The information density weighting was proposed by Settles & Craven (2008) to discourage the active learner from picking outliers. Although the class membership of outliers might be uncertain, knowing their labels would probably not affect the classifier performance on the data as a whole.

Version space reduction

Instead of focusing on the uncertainty of individual predictions, we could instead try to constrain the size of the version space, thus allowing the search for the optimal classifier to be more precise. The version space is defined as the set of all possible classifiers that are consistent with the current training set. To quantify the size of this space, we can train a committee of B classifiers, ℬ = {h₁, h₂, …, h_B}, and measure the disagreement among the members of the committee about an object’s class membership. Ideally, each member should be as different from the others as possible but still be in the version space (Melville & Mooney, 2004). In order to have this diversity, we give each member only a subset of the training examples. Since there might not be enough training data, we need to use bootstrapping and select samples with replacement. Hence this method is often called Query by Bagging (QBB).

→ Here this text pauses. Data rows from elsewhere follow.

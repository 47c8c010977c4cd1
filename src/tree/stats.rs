//! Tree Statistics
//!
//! Relaxed atomic counters updated by every tree operation. Counters are
//! observational only and never consulted for correctness.

use std::sync::atomic::{AtomicU64, Ordering};

/// Operation counters for one tree
#[derive(Debug, Default)]
pub struct TreeStats {
    /// Nodes created, prefixes included
    pub nodes_created: AtomicU64,
    /// Creates rejected because the leaf already existed
    pub create_conflicts: AtomicU64,
    /// Searches performed
    pub searches: AtomicU64,
    /// Searches that found nothing
    pub search_misses: AtomicU64,
    /// Successful remove operations
    pub removals: AtomicU64,
    /// Nodes released by removals, descendants included
    pub nodes_removed: AtomicU64,
}

impl TreeStats {
    #[inline]
    pub(crate) fn record_created(&self, count: usize) {
        self.nodes_created.fetch_add(count as u64, Ordering::Relaxed);
    }

    #[inline]
    pub(crate) fn record_conflict(&self) {
        self.create_conflicts.fetch_add(1, Ordering::Relaxed);
    }

    #[inline]
    pub(crate) fn record_search(&self, found: bool) {
        self.searches.fetch_add(1, Ordering::Relaxed);
        if !found {
            self.search_misses.fetch_add(1, Ordering::Relaxed);
        }
    }

    #[inline]
    pub(crate) fn record_removal(&self, released: usize) {
        self.removals.fetch_add(1, Ordering::Relaxed);
        self.nodes_removed.fetch_add(released as u64, Ordering::Relaxed);
    }

    /// Create a snapshot of current stats
    pub fn snapshot(&self) -> TreeStatsSnapshot {
        TreeStatsSnapshot {
            nodes_created: self.nodes_created.load(Ordering::Relaxed),
            create_conflicts: self.create_conflicts.load(Ordering::Relaxed),
            searches: self.searches.load(Ordering::Relaxed),
            search_misses: self.search_misses.load(Ordering::Relaxed),
            removals: self.removals.load(Ordering::Relaxed),
            nodes_removed: self.nodes_removed.load(Ordering::Relaxed),
        }
    }
}

/// Snapshot of tree statistics
#[derive(Debug, Clone, Default, PartialEq, Eq)]
pub struct TreeStatsSnapshot {
    pub nodes_created: u64,
    pub create_conflicts: u64,
    pub searches: u64,
    pub search_misses: u64,
    pub removals: u64,
    pub nodes_removed: u64,
}

impl TreeStatsSnapshot {
    /// Fraction of searches that found their topic
    pub fn search_hit_ratio(&self) -> f64 {
        if self.searches == 0 {
            return 0.0;
        }
        (self.searches - self.search_misses) as f64 / self.searches as f64
    }
}
//! Node Arena
//!
//! Owns every node of one tree in a slot vector. Parent and child links are
//! slot indices; each slot carries a generation so handles to removed nodes
//! never resolve to a node that later reuses the slot. A slot is retired
//! once its generation is exhausted.
//!
//! The arena is not synchronized. The tree wraps it in a single lock.

use super::topic::join;
use chrono::{DateTime, Utc};
use std::sync::Arc;

// =============================================================================
// Node ID
// =============================================================================

/// Generation-checked index of a node within its arena
#[derive(Debug, Clone, Copy, PartialEq, Eq, Hash)]
pub struct NodeId {
    index: u32,
    generation: u32,
}

impl NodeId {
    /// The root always occupies the first slot and is never released
    pub const ROOT: NodeId = NodeId {
        index: 0,
        generation: 0,
    };

    #[inline]
    fn slot(&self) -> usize {
        self.index as usize
    }
}

// =============================================================================
// Node Data
// =============================================================================

/// Data stored for a single node
#[derive(Debug)]
pub(crate) struct NodeData<T> {
    /// Segment label, empty for the root
    pub label: Arc<str>,
    /// Non-owning parent link; the root points at itself
    pub parent: NodeId,
    /// Children in insertion order
    pub children: Vec<NodeId>,
    /// Application payload
    pub payload: Option<T>,
    /// Creation timestamp
    pub created_at: DateTime<Utc>,
}

impl<T> NodeData<T> {
    fn new(label: &str, parent: NodeId) -> Self {
        Self {
            label: Arc::from(label),
            parent,
            children: Vec::new(),
            payload: None,
            created_at: Utc::now(),
        }
    }
}

#[derive(Debug)]
struct Slot<T> {
    generation: u32,
    data: Option<NodeData<T>>,
}

// =============================================================================
// Arena
// =============================================================================

#[derive(Debug)]
pub(crate) struct Arena<T> {
    slots: Vec<Slot<T>>,
    free: Vec<u32>,
    live: usize,
}

impl<T> Arena<T> {
    /// Create an arena holding only the root
    pub fn new() -> Self {
        Self {
            slots: vec![Slot {
                generation: NodeId::ROOT.generation,
                data: Some(NodeData::new("", NodeId::ROOT)),
            }],
            free: Vec::new(),
            live: 1,
        }
    }

    /// Number of live nodes, root included
    pub fn len(&self) -> usize {
        self.live
    }

    pub fn get(&self, id: NodeId) -> Option<&NodeData<T>> {
        self.slots
            .get(id.slot())
            .filter(|slot| slot.generation == id.generation)
            .and_then(|slot| slot.data.as_ref())
    }

    pub fn get_mut(&mut self, id: NodeId) -> Option<&mut NodeData<T>> {
        self.slots
            .get_mut(id.slot())
            .filter(|slot| slot.generation == id.generation)
            .and_then(|slot| slot.data.as_mut())
    }

    /// Find the child of `parent` carrying `label`
    pub fn child(&self, parent: NodeId, label: &str) -> Option<NodeId> {
        self.get(parent)?
            .children
            .iter()
            .copied()
            .find(|&child| self.get(child).map_or(false, |node| &*node.label == label))
    }

    /// Full topic of a node, or the empty string for the root
    pub fn topic_of(&self, id: NodeId, separator: char) -> Option<String> {
        let mut labels = Vec::new();
        let mut current = id;
        while current != NodeId::ROOT {
            let node = self.get(current)?;
            labels.push(node.label.clone());
            current = node.parent;
        }
        labels.reverse();
        Some(join(&labels, separator))
    }

    /// Number of edges between the root and a node
    pub fn depth_of(&self, id: NodeId) -> Option<usize> {
        let mut depth = 0;
        let mut current = id;
        while current != NodeId::ROOT {
            current = self.get(current)?.parent;
            depth += 1;
        }
        Some(depth)
    }

    // =========================================================================
    // Traversal
    // =========================================================================

    /// Walk `segments` from `at`, creating every missing node.
    ///
    /// Returns the new leaf, or `None` when the leaf already existed (or
    /// `at` is not live). Newly created nodes are appended to `created` in
    /// creation order.
    pub fn put(&mut self, at: NodeId, segments: &[&str], created: &mut Vec<NodeId>) -> Option<NodeId> {
        let (head, rest) = segments.split_first()?;
        self.get(at)?;

        match self.child(at, head) {
            Some(_) if rest.is_empty() => None,
            Some(existing) => self.put(existing, rest, created),
            None => {
                let node = self.alloc(head, at);
                self.get_mut(at)?.children.push(node);
                created.push(node);
                if rest.is_empty() {
                    Some(node)
                } else {
                    self.put(node, rest, created)
                }
            }
        }
    }

    /// Walk `segments` from `at`, stopping at the first missing segment
    pub fn find(&self, at: NodeId, segments: &[&str]) -> Option<NodeId> {
        let (head, rest) = segments.split_first()?;
        let next = self.child(at, head)?;
        if rest.is_empty() {
            Some(next)
        } else {
            self.find(next, rest)
        }
    }

    /// Walk to the parent of the last segment and detach the child whose
    /// label matches it. Returns the number of nodes released.
    pub fn pop(&mut self, at: NodeId, segments: &[&str]) -> Option<usize> {
        let (head, rest) = segments.split_first()?;
        let target = self.child(at, head)?;
        if !rest.is_empty() {
            return self.pop(target, rest);
        }

        self.get_mut(at)?.children.retain(|&child| child != target);
        Some(self.release(target))
    }

    // =========================================================================
    // Slot management
    // =========================================================================

    fn alloc(&mut self, label: &str, parent: NodeId) -> NodeId {
        let data = NodeData::new(label, parent);
        self.live += 1;

        if let Some(index) = self.free.pop() {
            let slot = &mut self.slots[index as usize];
            slot.data = Some(data);
            return NodeId {
                index,
                generation: slot.generation,
            };
        }

        let index = self.slots.len() as u32;
        self.slots.push(Slot {
            generation: 0,
            data: Some(data),
        });
        NodeId {
            index,
            generation: 0,
        }
    }

    /// Drop a detached node and its whole subtree.
    ///
    /// A slot whose generation reaches `u32::MAX` is retired instead of
    /// reused, so a generation never wraps back to one a stale id holds.
    fn release(&mut self, id: NodeId) -> usize {
        let mut released = 0;
        let mut pending = vec![id];

        while let Some(current) = pending.pop() {
            let Some(slot) = self
                .slots
                .get_mut(current.slot())
                .filter(|slot| slot.generation == current.generation)
            else {
                continue;
            };
            if let Some(data) = slot.data.take() {
                if slot.generation < u32::MAX {
                    slot.generation += 1;
                    self.free.push(current.index);
                }
                pending.extend(data.children);
                released += 1;
            }
        }

        self.live -= released;
        released
    }
}

#[cfg(test)]
mod tests {
    use super::*;

    fn labels(arena: &Arena<()>, id: NodeId) -> Vec<String> {
        arena
            .get(id)
            .unwrap()
            .children
            .iter()
            .map(|&c| arena.get(c).unwrap().label.to_string())
            .collect()
    }

    #[test]
    fn test_root_is_own_parent() {
        let arena: Arena<()> = Arena::new();
        let root = arena.get(NodeId::ROOT).unwrap();
        assert_eq!(root.parent, NodeId::ROOT);
        assert_eq!(&*root.label, "");
        assert!(root.children.is_empty());
        assert_eq!(arena.len(), 1);
    }

    #[test]
    fn test_put_creates_missing_prefixes() {
        let mut arena: Arena<()> = Arena::new();
        let mut created = Vec::new();
        let leaf = arena.put(NodeId::ROOT, &["a", "b", "c"], &mut created).unwrap();

        assert_eq!(created.len(), 3);
        assert_eq!(*created.last().unwrap(), leaf);
        assert_eq!(arena.len(), 4);
        assert_eq!(arena.topic_of(leaf, '.').unwrap(), "a.b.c");
        assert_eq!(arena.depth_of(leaf), Some(3));
    }

    #[test]
    fn test_put_existing_leaf_is_noop() {
        let mut arena: Arena<()> = Arena::new();
        let mut created = Vec::new();
        arena.put(NodeId::ROOT, &["a", "b"], &mut created).unwrap();

        created.clear();
        assert!(arena.put(NodeId::ROOT, &["a", "b"], &mut created).is_none());
        assert!(created.is_empty());
        assert_eq!(arena.len(), 3);

        // Existing prefix, new leaf
        let leaf = arena.put(NodeId::ROOT, &["a", "c"], &mut created).unwrap();
        assert_eq!(created, vec![leaf]);
        assert_eq!(labels(&arena, arena.find(NodeId::ROOT, &["a"]).unwrap()), ["b", "c"]);
    }

    #[test]
    fn test_find_short_circuits() {
        let mut arena: Arena<()> = Arena::new();
        let mut created = Vec::new();
        arena.put(NodeId::ROOT, &["a", "b"], &mut created);

        assert!(arena.find(NodeId::ROOT, &["a", "b"]).is_some());
        assert!(arena.find(NodeId::ROOT, &["x", "b"]).is_none());
        assert!(arena.find(NodeId::ROOT, &["a", "b", "c"]).is_none());
        assert!(arena.find(NodeId::ROOT, &[]).is_none());
    }

    #[test]
    fn test_pop_removes_matching_sibling() {
        let mut arena: Arena<()> = Arena::new();
        let mut created = Vec::new();
        arena.put(NodeId::ROOT, &["a", "first"], &mut created);
        arena.put(NodeId::ROOT, &["a", "second"], &mut created);
        arena.put(NodeId::ROOT, &["a", "third"], &mut created);

        assert_eq!(arena.pop(NodeId::ROOT, &["a", "second"]), Some(1));
        let a = arena.find(NodeId::ROOT, &["a"]).unwrap();
        assert_eq!(labels(&arena, a), ["first", "third"]);
        assert!(arena.pop(NodeId::ROOT, &["a", "second"]).is_none());
    }

    #[test]
    fn test_pop_releases_subtree_and_invalidates_ids() {
        let mut arena: Arena<()> = Arena::new();
        let mut created = Vec::new();
        let c = arena.put(NodeId::ROOT, &["a", "b", "c"], &mut created).unwrap();
        arena.put(NodeId::ROOT, &["a", "b", "d"], &mut created);

        assert_eq!(arena.pop(NodeId::ROOT, &["a", "b"]), Some(3));
        assert_eq!(arena.len(), 2);
        assert!(arena.get(c).is_none());

        // Reused slot must not resolve through the old id
        created.clear();
        let fresh = arena.put(NodeId::ROOT, &["z"], &mut created).unwrap();
        assert!(arena.get(fresh).is_some());
        assert!(arena.get(c).is_none());
        assert!(arena.put(c, &["y"], &mut created).is_none());
    }

    #[test]
    fn test_exhausted_slot_is_retired() {
        let mut arena: Arena<()> = Arena::new();
        let mut created = Vec::new();
        arena.put(NodeId::ROOT, &["a"], &mut created).unwrap();
        assert_eq!(arena.pop(NodeId::ROOT, &["a"]), Some(1));

        // Slot 1 is free; push it to its last generation before reuse
        arena.slots[1].generation = u32::MAX;
        let b = arena.put(NodeId::ROOT, &["b"], &mut created).unwrap();
        assert_eq!(b.index, 1);
        assert_eq!(b.generation, u32::MAX);

        assert_eq!(arena.pop(NodeId::ROOT, &["b"]), Some(1));
        assert!(arena.free.is_empty());
        assert!(arena.get(b).is_none());

        let c = arena.put(NodeId::ROOT, &["c"], &mut created).unwrap();
        assert_eq!(c.index, 2);
        assert!(arena.get(b).is_none());
        assert_eq!(arena.len(), 2);
    }
}
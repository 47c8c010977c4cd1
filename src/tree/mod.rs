//! Topic Tree Module
//!
//! Hierarchical namespace of topic nodes guarded by one tree-wide
//! reader/writer lock, with lifecycle events and operation statistics.

mod arena;
pub mod events;
pub mod node;
pub mod stats;
pub mod topic;

pub use events::*;
pub use node::{TopicNode, TopicTree};
pub use stats::*;
pub use topic::Topic;
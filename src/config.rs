//! Tree Configuration
//!
//! Settings for topic parsing and event emission. Loadable from YAML or
//! JSON files; every field has a default so partial files are accepted.

use crate::error::{Error, Result};
use serde::{Deserialize, Serialize};
use std::path::Path;
use tracing::debug;

// =============================================================================
// Constants
// =============================================================================

/// Default topic segment separator
pub const DEFAULT_SEPARATOR: char = '.';

/// Default capacity of the tree event channel
pub const DEFAULT_EVENT_CAPACITY: usize = 1024;

/// Largest accepted event channel capacity; the channel allocates it up front
pub const MAX_EVENT_CAPACITY: usize = 1 << 20;

// =============================================================================
// Tree Configuration
// =============================================================================

/// Configuration for a topic tree
#[derive(Debug, Clone, PartialEq, Eq, Serialize, Deserialize)]
#[serde(default)]
pub struct TreeConfig {
    /// Character separating topic segments
    pub separator: char,
    /// Maximum number of segments accepted in one topic
    pub max_depth: Option<usize>,
    /// Maximum length of a single segment in bytes
    pub max_segment_len: Option<usize>,
    /// Capacity of the event broadcast channel
    pub event_capacity: usize,
    /// Emit lifecycle events to subscribers
    pub emit_events: bool,
}

impl Default for TreeConfig {
    fn default() -> Self {
        Self {
            separator: DEFAULT_SEPARATOR,
            max_depth: None,
            max_segment_len: None,
            event_capacity: DEFAULT_EVENT_CAPACITY,
            emit_events: true,
        }
    }
}

impl TreeConfig {
    /// Parse a configuration from YAML text
    pub fn from_yaml_str(text: &str) -> Result<Self> {
        let config: TreeConfig = serde_yaml::from_str(text)?;
        config.validate()?;
        Ok(config)
    }

    /// Parse a configuration from JSON text
    pub fn from_json_str(text: &str) -> Result<Self> {
        let config: TreeConfig = serde_json::from_str(text)?;
        config.validate()?;
        Ok(config)
    }

    /// Load a configuration file, choosing the format by extension
    /// (`.json` is JSON, anything else is YAML)
    pub fn from_file(path: impl AsRef<Path>) -> Result<Self> {
        let path = path.as_ref();
        let text = std::fs::read_to_string(path)?;

        let is_json = path
            .extension()
            .and_then(|ext| ext.to_str())
            .map(|ext| ext.eq_ignore_ascii_case("json"))
            .unwrap_or(false);

        let config = if is_json {
            Self::from_json_str(&text)?
        } else {
            Self::from_yaml_str(&text)?
        };

        debug!(
            path = %path.display(),
            separator = %config.separator,
            "loaded tree configuration"
        );
        Ok(config)
    }

    /// Check that the configuration is usable
    pub fn validate(&self) -> Result<()> {
        if self.separator.is_alphanumeric() || self.separator.is_whitespace() {
            return Err(Error::Configuration(format!(
                "separator '{}' must be punctuation",
                self.separator
            )));
        }
        if self.event_capacity == 0 {
            return Err(Error::Configuration(
                "event_capacity must be greater than zero".to_string(),
            ));
        }
        if self.event_capacity > MAX_EVENT_CAPACITY {
            return Err(Error::Configuration(format!(
                "event_capacity {} exceeds maximum {}",
                self.event_capacity, MAX_EVENT_CAPACITY
            )));
        }
        if self.max_depth == Some(0) {
            return Err(Error::Configuration(
                "max_depth must be greater than zero".to_string(),
            ));
        }
        if self.max_segment_len == Some(0) {
            return Err(Error::Configuration(
                "max_segment_len must be greater than zero".to_string(),
            ));
        }
        Ok(())
    }
}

One way to measure the level of disagreement is to calculate the margin using the class probabilities estimated by the committee (Melville & Mooney, 2004): (10) $r_{QBBM} (U; h) = \underset{_{x \in U}}{\arg \max} {- (\max_{y \in Y} p (y | x; ℬ) - \max_{z \in Y \ {y^{*}}} p (z | x; ℬ))}$ where (11) $y^{*} = \underset{y \in Y}{\arg \max} p (z | x; B)$ (12) $p (z | x; ℬ) = \frac{1}{B} \sum_{b \in ℬ} p (y | x; h_{b})$

This looks similar to one of the uncertainty sampling heuristics, except now we use p(y|x; ℬ) instead of p(y|x; h). That is, we first average out the class probabilities predicted by the members before minimizing the margin. McCallum & Nigam (1998) offered an alternative disagreement measure which involves picking the candidate with the largest mean Kullback–Leibler (KL) divergence from the average: (13) $r_{QBBKL} (U; h) = \underset{x \in U}{\arg \max} {\frac{1}{B} \sum_{b = 1}^{B} D_{KL} (p_{b} ∥ p_{ℬ})}$ where D_KL(p_b‖p_B) is the KL divergence from p_B (the probability distribution that is averaged across the committee B), to p_b (the distribution predicted by a member b ∈ B): (14) $D_{KL} (p_{b} ∥ p_{ℬ}) = \sum_{y \in Y} p (y | x; h_{b}) \ln \frac{p (y | x; h_{b})}{p (y | x; ℬ)}$ For convenience, we summarize the five heuristics discussed above in Table 1.

Table 1:

Summary of active learning heuristics used in our experiments.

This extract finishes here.